In 1985 I started doing "African Beat," a weekly program for WYMS-FM in Milwaukee, and through the show started to come in contact with Ethiopians living in town. Most of them described themselves as political exiles, Ethiopia at that time being ruled by a military dictatorship, the Derg, that called itself "Scientific Socialist." Of course I nagged them mercilessly for music from their homeland, and they were happy to comply. They loaned me about ten cassettes, and my love affair with Ethiopian music was rekindled.

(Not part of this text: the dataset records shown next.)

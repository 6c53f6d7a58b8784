//! Chord naming — display names with a fallback around an external detector.

use crate::transpose::Offset;

pub const UNKNOWN_CHORD: &str = "Unknown";

/// Chord detection from a set of pitch names.
///
/// Candidates come back most likely first; an empty list means nothing was
/// recognised.
pub trait ChordDetector {
    fn detect(&self, pitches: &[String]) -> Vec<String>;
}

/// Detector used when the host supplies none. Every name falls through to
/// [`UNKNOWN_CHORD`].
#[derive(Debug, Default, Clone, Copy)]
pub struct NoDetector;

impl ChordDetector for NoDetector {
    fn detect(&self, _pitches: &[String]) -> Vec<String> {
        Vec::new()
    }
}

impl<D: ChordDetector + ?Sized> ChordDetector for Box<D> {
    fn detect(&self, pitches: &[String]) -> Vec<String> {
        (**self).detect(pitches)
    }
}

/// Name the chord sounding at `pitches`.
///
/// If the detector does not recognise the transposed pitches, the untransposed
/// `base` is named instead and the offset appended (`"Cmaj +4"`,
/// `"Cmaj -3"`, or the bare name at offset zero).
pub fn name_of<D: ChordDetector + ?Sized>(
    detector: &D,
    pitches: &[String],
    base: &[String],
    offset: Offset,
) -> String {
    if let Some(name) = detector.detect(pitches).into_iter().next() {
        return name;
    }

    let Some(base_name) = detector.detect(base).into_iter().next() else {
        log::debug!("no chord name for {pitches:?}");
        return UNKNOWN_CHORD.to_string();
    };

    match offset.semitones() {
        0 => base_name,
        n if n > 0 => format!("{base_name} +{n}"),
        n => format!("{base_name} {n}"),
    }
}
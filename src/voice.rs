//! Voice controller — sole owner of the tone engine.
//!
//! The tone engine itself (oscillators, envelopes, voice allocation) lives
//! outside this crate and is driven through [`ToneEngine`]. The controller
//! makes sure every trigger is paired with a release of the exact same
//! pitches, drops commands while no engine exists, and applies envelope and
//! waveform changes.

use serde::{Deserialize, Serialize};

use crate::config::{KnobConfig, WaveformChange};

/// Supported waveform shapes.
#[derive(Debug, Clone, Copy, PartialEq, Eq, Default, Serialize, Deserialize)]
#[serde(rename_all = "lowercase")]
pub enum Waveform {
    Sine,
    Square,
    Sawtooth,
    #[default]
    Triangle,
}

impl Waveform {
    pub const ALL: [Waveform; 4] = [
        Waveform::Sine,
        Waveform::Square,
        Waveform::Sawtooth,
        Waveform::Triangle,
    ];

    /// Parse a waveform name as sent by the selector widget.
    pub fn from_name(s: &str) -> Option<Waveform> {
        match s {
            "sine" => Some(Waveform::Sine),
            "square" => Some(Waveform::Square),
            "sawtooth" | "saw" => Some(Waveform::Sawtooth),
            "triangle" => Some(Waveform::Triangle),
            _ => None,
        }
    }

    pub fn name(self) -> &'static str {
        match self {
            Waveform::Sine => "sine",
            Waveform::Square => "square",
            Waveform::Sawtooth => "sawtooth",
            Waveform::Triangle => "triangle",
        }
    }
}

/// ADSR settings handed to the tone engine.
#[derive(Debug, Clone, Copy, PartialEq, Serialize, Deserialize)]
#[serde(default)]
pub struct EnvelopeSettings {
    /// Attack time in seconds.
    pub attack: f64,
    /// Decay time in seconds.
    pub decay: f64,
    /// Sustain level (0, 1].
    pub sustain: f64,
    /// Release time in seconds.
    pub release: f64,
}

impl Default for EnvelopeSettings {
    fn default() -> Self {
        EnvelopeSettings {
            attack: 0.01,
            decay: 0.1,
            sustain: 0.7,
            release: 0.3,
        }
    }
}

/// The four envelope knobs.
#[derive(Debug, Clone, Copy, PartialEq, Eq, Serialize, Deserialize)]
#[serde(rename_all = "lowercase")]
pub enum Knob {
    Attack,
    Decay,
    Sustain,
    Release,
}

impl EnvelopeSettings {
    /// Copy of these settings with one knob moved to `normalized` (clamped
    /// to [0, 1]) and scaled into engine units.
    pub fn with_knob(mut self, knob: Knob, normalized: f64, scale: &KnobConfig) -> Self {
        let v = if normalized.is_finite() {
            normalized.clamp(0.0, 1.0)
        } else {
            0.0
        };
        let floor = scale.min_value;
        match knob {
            Knob::Attack => self.attack = (v * scale.max_attack).max(floor),
            Knob::Decay => self.decay = (v * scale.max_decay).max(floor),
            Knob::Sustain => self.sustain = v.max(floor),
            Knob::Release => self.release = (v * scale.max_release).max(floor),
        }
        self
    }

    /// Knob position [0, 1] that produces the current value.
    pub fn knob_position(&self, knob: Knob, scale: &KnobConfig) -> f64 {
        let pos = match knob {
            Knob::Attack => self.attack / scale.max_attack,
            Knob::Decay => self.decay / scale.max_decay,
            Knob::Sustain => self.sustain,
            Knob::Release => self.release / scale.max_release,
        };
        pos.clamp(0.0, 1.0)
    }
}

// ── Tone engine boundary ────────────────────────────────────

/// A polyphonic synth voice pool.
pub trait ToneEngine {
    fn trigger(&mut self, pitches: &[String]);
    fn release(&mut self, pitches: &[String]);
    fn configure(&mut self, envelope: &EnvelopeSettings, waveform: Waveform);
    fn release_all(&mut self);
    fn dispose(&mut self);
}

/// Builds tone engines; used at start-up and when a waveform change
/// rebuilds the pool.
pub trait ToneEngineFactory {
    type Engine: ToneEngine;

    fn create(&mut self, envelope: &EnvelopeSettings, waveform: Waveform) -> Self::Engine;
}

/// Result of a [`VoiceController::reconfigure`] call.
#[derive(Debug, Clone, Copy, PartialEq, Eq)]
pub enum Reconfigured {
    /// Nothing changed.
    Unchanged,
    /// The running engine was patched in place.
    Patched,
    /// The engine was disposed and rebuilt; nothing is sounding.
    Rebuilt,
}

pub struct VoiceController<F: ToneEngineFactory> {
    factory: F,
    engine: Option<F::Engine>,
    envelope: EnvelopeSettings,
    waveform: Waveform,
    /// Exactly the pitches last triggered and not yet released.
    sounding: Option<Vec<String>>,
}

impl<F: ToneEngineFactory> VoiceController<F> {
    pub fn new(factory: F, envelope: EnvelopeSettings, waveform: Waveform) -> Self {
        VoiceController {
            factory,
            engine: None,
            envelope,
            waveform,
            sounding: None,
        }
    }

    /// Build the engine. Later calls do nothing.
    pub fn initialize(&mut self) {
        if self.engine.is_some() {
            log::debug!("tone engine already initialized");
            return;
        }
        self.engine = Some(self.factory.create(&self.envelope, self.waveform));
        log::info!(
            "tone engine initialized ({}, {:?})",
            self.waveform.name(),
            self.envelope
        );
    }

    pub fn is_initialized(&self) -> bool {
        self.engine.is_some()
    }

    pub fn envelope(&self) -> &EnvelopeSettings {
        &self.envelope
    }

    pub fn waveform(&self) -> Waveform {
        self.waveform
    }

    /// Pitches currently held down in the engine.
    pub fn sounding(&self) -> Option<&[String]> {
        self.sounding.as_deref()
    }

    /// Attack `pitches`. Anything still sounding is released first so the
    /// engine never holds two chords.
    pub fn trigger(&mut self, pitches: Vec<String>) {
        self.release();
        let Some(engine) = self.engine.as_mut() else {
            log::trace!("dropped trigger {pitches:?}: no tone engine");
            return;
        };
        engine.trigger(&pitches);
        self.sounding = Some(pitches);
    }

    /// Release whatever was last triggered, using the same pitch set.
    pub fn release(&mut self) {
        let Some(pitches) = self.sounding.take() else {
            return;
        };
        match self.engine.as_mut() {
            Some(engine) => engine.release(&pitches),
            None => log::trace!("dropped release {pitches:?}: no tone engine"),
        }
    }

    /// Apply new envelope and waveform settings.
    ///
    /// Envelope changes are always patched live. A waveform change under
    /// [`WaveformChange::Rebuild`] tears the engine down and builds a new
    /// one, releasing anything sounding first.
    pub fn reconfigure(
        &mut self,
        envelope: EnvelopeSettings,
        waveform: Waveform,
        strategy: WaveformChange,
    ) -> Reconfigured {
        if envelope == self.envelope && waveform == self.waveform {
            return Reconfigured::Unchanged;
        }
        let waveform_changed = waveform != self.waveform;
        self.envelope = envelope;
        self.waveform = waveform;

        if self.engine.is_none() {
            // picked up by initialize()
            return Reconfigured::Patched;
        }

        if waveform_changed && strategy == WaveformChange::Rebuild {
            self.teardown();
            self.engine = Some(self.factory.create(&self.envelope, self.waveform));
            log::debug!("tone engine rebuilt for {}", self.waveform.name());
            return Reconfigured::Rebuilt;
        }

        if let Some(engine) = self.engine.as_mut() {
            engine.configure(&self.envelope, self.waveform);
        }
        Reconfigured::Patched
    }

    /// Silence and dispose the engine. Commands issued afterwards are
    /// dropped until [`initialize`](Self::initialize) runs again.
    pub fn shutdown(&mut self) {
        if self.engine.is_some() {
            self.teardown();
            log::info!("tone engine disposed");
        }
    }

    fn teardown(&mut self) {
        self.release();
        if let Some(mut engine) = self.engine.take() {
            engine.release_all();
            engine.dispose();
        }
    }
}

impl<F: ToneEngineFactory> Drop for VoiceController<F> {
    fn drop(&mut self) {
        self.shutdown();
    }
}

The music industry in Ethiopia in the 1980s was in a state of meltdown. Shortly after the fall of Haile Selassie in 1974, production of vinyl recordings ended, and the political turmoil of the time, with the Derg and its rivals engaged in a bloody civil war, meant a more or less permanent curfew and the resulting disappearance of nightlife.
But Ethiopian music persevered. There being no record pressing plants or professional cassette-duplicating facilities, the various music shops - Electra, Ambassel, Kaifa and the like - took matters into their own hands. Musicians were contracted with, master tapes were recorded, cassettes were dubbed one-by-one on cheap boomboxes, and distributed throughout Ethiopia by the hundreds of thousands.
Francis Falceto's Ethiopiques series on Buda is justly renowned for bringing to light the classic Ethiopian recordings of the Imperial Era. In the liner notes of Ethiopiques 20: Either/Orchestra (Buda 860121, 2005), Falceto decries the current state of Ethiopian music for its lack of adventurousness and reliance on junky synthesizers, as contrasted with the artistic expermentation and professionalism of "The Golden Years."
I certainly don't disagree with Falceto's assessment of the current state of the Ethiopian music scene, but I just can't buy his implicit dismissal of the Derg years as a musical desert. Keep in mind that it was during this era that the renowned singer Aster Aweke began her career, as did Efrem Tamirru, Hamelmal Abate, Martha Ashegare and a host of other artists. Moreover, the great singers of the classic period - Tilahun Gessesse, Mahmoud Ahmed and the like - did some of their most memorable work under the Derg (Ere Mela Mela, anyone?).
One of the singers who got her start in Addis Ababa in the early Eighties is Kuku Sebsebe, whose cassette Munaye (Electra Music Shop, ca. 1985) ranks as one of the greatest Ethiopian recordings ever. I would rate it, actually, one of my ten favorite African recordings of all time. Like many Ethiopians, Kuku lived in exile in Washington, DC, and recorded several CDs there. She is said to have returned permanently to Ethiopia in 2003.
My fervent hope is that someday Munaye will be reissued in the format that it deserves, remastered from the original master tapes. Until that day I present it to you now, digitized from one of those homemade Ethiopian cassettes. I have also included three tunes by Kuku Sebsebe from the compilation tape Ambassel Bidiyona Muziqa Mdbere (Ambassel Music Shop, ca. 1985). In case you want to make your own CD, I've provided front and back covers.
Kuku Sebsebe - Benafeqote Newe
Kuku Sebsebe - Hodiya
Kuku Sebsebe - Yagere Watat
Kuku Sebsebe - Feqreh Beretabenye
Kuku Sebsebe - Munaye
Kuku Sebsebe - Bleby Gwadana (Instrumental)
Kuku Sebsebe - Bleby Gwadana
Kuku Sebsebe - Iny Webe Qonjo
Kuku Sebsebe - Sayehe Dese Yeloale
Kuku Sebsebe - Yanene Yegy Uga
Kuku Sebsebe - Dany Belewe
Kuku Sebsebe - Instrumental
Kuku Sebsebe - Ugawe Glegamy
Kuku Sebsebe - Iaregale
Kuku Sebsebe - Klete Igy Mewe Dede
Not knowing even a shred of Amharic, I transliterated the song titles from the cassette track listing (right), using a table of the Ge'ez Syllabary. The results don't look quite "right," so anybody with knowledge of the language is warmly invited to correct me.